=== Work item ===
Return the entries below precisely, omitting nothing.

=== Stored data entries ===

_ _ _ _ _

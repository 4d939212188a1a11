//! Non-fatal quality gates applied to every candidate.
//!
//! Advisories never change a score or exclude a candidate. They surface in the
//! selection report and in the logs so that a questionable reference can be
//! reviewed before graph construction.

use std::fmt;
use std::ops::RangeInclusive;

use serde::Serialize;

use crate::select::candidate::Candidate;
use crate::select::candidate::DocumentStatus;

/// Plausible total length of a sheep assembly, in base pairs.
pub const GENOME_SIZE_RANGE: RangeInclusive<u64> = 2_400_000_000..=3_200_000_000;

/// Highest acceptable `N` content, in percent.
pub const MAX_N_PERCENTAGE: f64 = 5.0;

/// Plausible GC content, in percent.
pub const GC_PERCENTAGE_RANGE: RangeInclusive<f64> = 35.0..=50.0;

/// Lowest acceptable BUSCO completeness, in percent.
pub const MIN_BUSCO_COMPLETENESS: f64 = 85.0;

/// A quality concern raised for a candidate.
#[derive(Clone, Copy, Debug, Eq, PartialEq, Serialize)]
#[serde(rename_all = "snake_case")]
pub enum Advisory {
    /// Total length is outside [`GENOME_SIZE_RANGE`].
    GenomeSizeOutOfRange,

    /// `N` content exceeds [`MAX_N_PERCENTAGE`].
    ExcessGapContent,

    /// GC content is outside [`GC_PERCENTAGE_RANGE`].
    GcContentOutOfRange,

    /// BUSCO completeness is below [`MIN_BUSCO_COMPLETENESS`].
    LowCompleteness,

    /// The statistics document was missing or malformed.
    MissingStatistics,

    /// The metadata document was missing or malformed.
    MissingMetadata,
}

impl fmt::Display for Advisory {
    fn fmt(&self, f: &mut fmt::Formatter<'_>) -> fmt::Result {
        match self {
            Advisory::GenomeSizeOutOfRange => write!(f, "genome size outside 2.4-3.2 Gb"),
            Advisory::ExcessGapContent => write!(f, "N content above 5%"),
            Advisory::GcContentOutOfRange => write!(f, "GC content outside 35-50%"),
            Advisory::LowCompleteness => write!(f, "BUSCO completeness below 85%"),
            Advisory::MissingStatistics => write!(f, "statistics document missing or malformed"),
            Advisory::MissingMetadata => write!(f, "metadata document missing or malformed"),
        }
    }
}

/// Evaluates every quality gate against a candidate.
pub fn assess(candidate: &Candidate) -> Vec<Advisory> {
    let mut advisories = Vec::new();

    if candidate.provenance.statistics != DocumentStatus::Parsed {
        advisories.push(Advisory::MissingStatistics);
    }

    if candidate.provenance.metadata != DocumentStatus::Parsed {
        advisories.push(Advisory::MissingMetadata);
    }

    if !GENOME_SIZE_RANGE.contains(&candidate.total_length) {
        advisories.push(Advisory::GenomeSizeOutOfRange);
    }

    if candidate.n_percentage > MAX_N_PERCENTAGE {
        advisories.push(Advisory::ExcessGapContent);
    }

    if let Some(gc) = candidate.gc_percentage {
        if !GC_PERCENTAGE_RANGE.contains(&gc) {
            advisories.push(Advisory::GcContentOutOfRange);
        }
    }

    if candidate.busco_completeness < MIN_BUSCO_COMPLETENESS {
        advisories.push(Advisory::LowCompleteness);
    }

    advisories
}
use std::fmt;

use serde::{Deserialize, Serialize};

use crate::port::PlaybackPort;
use crate::warmup::{WarmupPhase, WarmupPoll};
use crate::VideoId;

/// Identity of one slot in the rotation ring. Promotion order is fixed:
/// A→B→C→D→A.
#[derive(Debug, Clone, Copy, PartialEq, Eq, Serialize, Deserialize)]
pub enum DeckId {
    A,
    B,
    C,
    D,
}

impl DeckId {
    /// All deck identities in ring order.
    pub const ALL: [DeckId; 4] = [DeckId::A, DeckId::B, DeckId::C, DeckId::D];

    /// Number of slots in the ring.
    pub const COUNT: usize = Self::ALL.len();

    /// Position of this deck in the ring.
    pub fn index(self) -> usize {
        self as usize
    }

    /// The deck promoted after this one: a modular increment over the ring.
    pub fn successor(self) -> DeckId {
        Self::ALL[(self.index() + 1) % Self::COUNT]
    }
}

impl fmt::Display for DeckId {
    fn fmt(&self, f: &mut fmt::Formatter<'_>) -> fmt::Result {
        let name = match self {
            DeckId::A => "A",
            DeckId::B => "B",
            DeckId::C => "C",
            DeckId::D => "D",
        };
        f.write_str(name)
    }
}

/// One slot of the rotation ring: a playback port binding plus the warmup
/// state the engine tracks for it.
///
/// Decks are created once at startup and never destroyed; they are recycled
/// by assigning a new video id and restarting warmup. At most one warmup
/// poll is live per deck; starting a new one replaces (and thereby cancels)
/// the previous one.
#[derive(Debug)]
pub struct Deck<P: PlaybackPort> {
    pub id: DeckId,
    pub port: P,
    pub video: Option<VideoId>,
    pub phase: WarmupPhase,
    pub poll: Option<WarmupPoll>,
}

impl<P: PlaybackPort> Deck<P> {
    pub fn new(id: DeckId, port: P) -> Self {
        Self {
            id,
            port,
            video: None,
            phase: WarmupPhase::Idle,
            poll: None,
        }
    }
}

#[cfg(test)]
mod tests {
    use super::*;

    #[test]
    fn ring_successor_wraps_around() {
        assert_eq!(DeckId::A.successor(), DeckId::B);
        assert_eq!(DeckId::D.successor(), DeckId::A);
    }

    #[test]
    fn ring_visits_every_deck_before_repeating() {
        let mut seen = Vec::new();
        let mut current = DeckId::A;
        for _ in 0..DeckId::COUNT {
            seen.push(current);
            current = current.successor();
        }
        assert_eq!(current, DeckId::A);
        assert_eq!(seen, DeckId::ALL);
    }
}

_ _ _ _ _

=== Solution below ===
repository 4d939212188a1a11
//! Non-fatal quality gates applied to every candidate.
//!
//! Advisories never change a score or exclude a candidate. They surface in the
//! selection report and in the logs so that a questionable reference can be
//! reviewed before graph construction.

use std::fmt;
use std::ops::RangeInclusive;

use serde::Serialize;

use crate::select::candidate::Candidate;
use crate::select::candidate::DocumentStatus;

/// Plausible total length of a sheep assembly, in base pairs.
pub const GENOME_SIZE_RANGE: RangeInclusive<u64> = 2_400_000_000..=3_200_000_000;

/// Highest acceptable `N` content, in percent.
pub const MAX_N_PERCENTAGE: f64 = 5.0;

/// Plausible GC content, in percent.
pub const GC_PERCENTAGE_RANGE: RangeInclusive<f64> = 35.0..=50.0;

/// Lowest acceptable BUSCO completeness, in percent.
pub const MIN_BUSCO_COMPLETENESS: f64 = 85.0;

/// A quality concern raised for a candidate.
#[derive(Clone, Copy, Debug, Eq, PartialEq, Serialize)]
#[serde(rename_all = "snake_case")]
pub enum Advisory {
    /// Total length is outside [`GENOME_SIZE_RANGE`].
    GenomeSizeOutOfRange,

    /// `N` content exceeds [`MAX_N_PERCENTAGE`].
    ExcessGapContent,

    /// GC content is outside [`GC_PERCENTAGE_RANGE`].
    GcContentOutOfRange,

    /// BUSCO completeness is below [`MIN_BUSCO_COMPLETENESS`].
    LowCompleteness,

    /// The statistics document was missing or malformed.
    MissingStatistics,

    /// The metadata document was missing or malformed.
    MissingMetadata,
}

impl fmt::Display for Advisory {
    fn fmt(&self, f: &mut fmt::Formatter<'_>) -> fmt::Result {
        match self {
            Advisory::GenomeSizeOutOfRange => write!(f, "genome size outside 2.4-3.2 Gb"),
            Advisory::ExcessGapContent => write!(f, "N content above 5%"),
            Advisory::GcContentOutOfRange => write!(f, "GC content outside 35-50%"),
            Advisory::LowCompleteness => write!(f, "BUSCO completeness below 85%"),
            Advisory::MissingStatistics => write!(f, "statistics document missing or malformed"),
            Advisory::MissingMetadata => write!(f, "metadata document missing or malformed"),
        }
    }
}

/// Evaluates every quality gate against a candidate.
pub fn assess(candidate: &Candidate) -> Vec<Advisory> {
    let mut advisories = Vec::new();

    if candidate.provenance.statistics != DocumentStatus::Parsed {
        advisories.push(Advisory::MissingStatistics);
    }

    if candidate.provenance.metadata != DocumentStatus::Parsed {
        advisories.push(Advisory::MissingMetadata);
    }

    if !GENOME_SIZE_RANGE.contains(&candidate.total_length) {
        advisories.push(Advisory::GenomeSizeOutOfRange);
    }

    if candidate.n_percentage > MAX_N_PERCENTAGE {
        advisories.push(Advisory::ExcessGapContent);
    }

    if let Some(gc) = candidate.gc_percentage {
        if !GC_PERCENTAGE_RANGE.contains(&gc) {
            advisories.push(Advisory::GcContentOutOfRange);
        }
    }

    if candidate.busco_completeness < MIN_BUSCO_COMPLETENESS {
        advisories.push(Advisory::LowCompleteness);
    }

    advisories
}
use std::fmt;

use serde::{Deserialize, Serialize};

use crate::port::PlaybackPort;
use crate::warmup::{WarmupPhase, WarmupPoll};
use crate::VideoId;

/// Identity of one slot in the rotation ring. Promotion order is fixed:
/// A→B→C→D→A.
#[derive(Debug, Clone, Copy, PartialEq, Eq, Serialize, Deserialize)]
pub enum DeckId {
    A,
    B,
    C,
    D,
}

impl DeckId {
    /// All deck identities in ring order.
    pub const ALL: [DeckId; 4] = [DeckId::A, DeckId::B, DeckId::C, DeckId::D];

    /// Number of slots in the ring.
    pub const COUNT: usize = Self::ALL.len();

    /// Position of this deck in the ring.
    pub fn index(self) -> usize {
        self as usize
    }

    /// The deck promoted after this one: a modular increment over the ring.
    pub fn successor(self) -> DeckId {
        Self::ALL[(self.index() + 1) % Self::COUNT]
    }
}

impl fmt::Display for DeckId {
    fn fmt(&self, f: &mut fmt::Formatter<'_>) -> fmt::Result {
        let name = match self {
            DeckId::A => "A",
            DeckId::B => "B",
            DeckId::C => "C",
            DeckId::D => "D",
        };
        f.write_str(name)
    }
}

/// One slot of the rotation ring: a playback port binding plus the warmup
/// state the engine tracks for it.
///
/// Decks are created once at startup and never destroyed; they are recycled
/// by assigning a new video id and restarting warmup. At most one warmup
/// poll is live per deck; starting a new one replaces (and thereby cancels)
/// the previous one.
#[derive(Debug)]
pub struct Deck<P: PlaybackPort> {
    pub id: DeckId,
    pub port: P,
    pub video: Option<VideoId>,
    pub phase: WarmupPhase,
    pub poll: Option<WarmupPoll>,
}

impl<P: PlaybackPort> Deck<P> {
    pub fn new(id: DeckId, port: P) -> Self {
        Self {
            id,
            port,
            video: None,
            phase: WarmupPhase::Idle,
            poll: None,
        }
    }
}

#[cfg(test)]
mod tests {
    use super::*;

    #[test]
    fn ring_successor_wraps_around() {
        assert_eq!(DeckId::A.successor(), DeckId::B);
        assert_eq!(DeckId::D.successor(), DeckId::A);
    }

    #[test]
    fn ring_visits_every_deck_before_repeating() {
        let mut seen = Vec::new();
        let mut current = DeckId::A;
        for _ in 0..DeckId::COUNT {
            seen.push(current);
            current = current.successor();
        }
        assert_eq!(current, DeckId::A);
        assert_eq!(seen, DeckId::ALL);
    }
}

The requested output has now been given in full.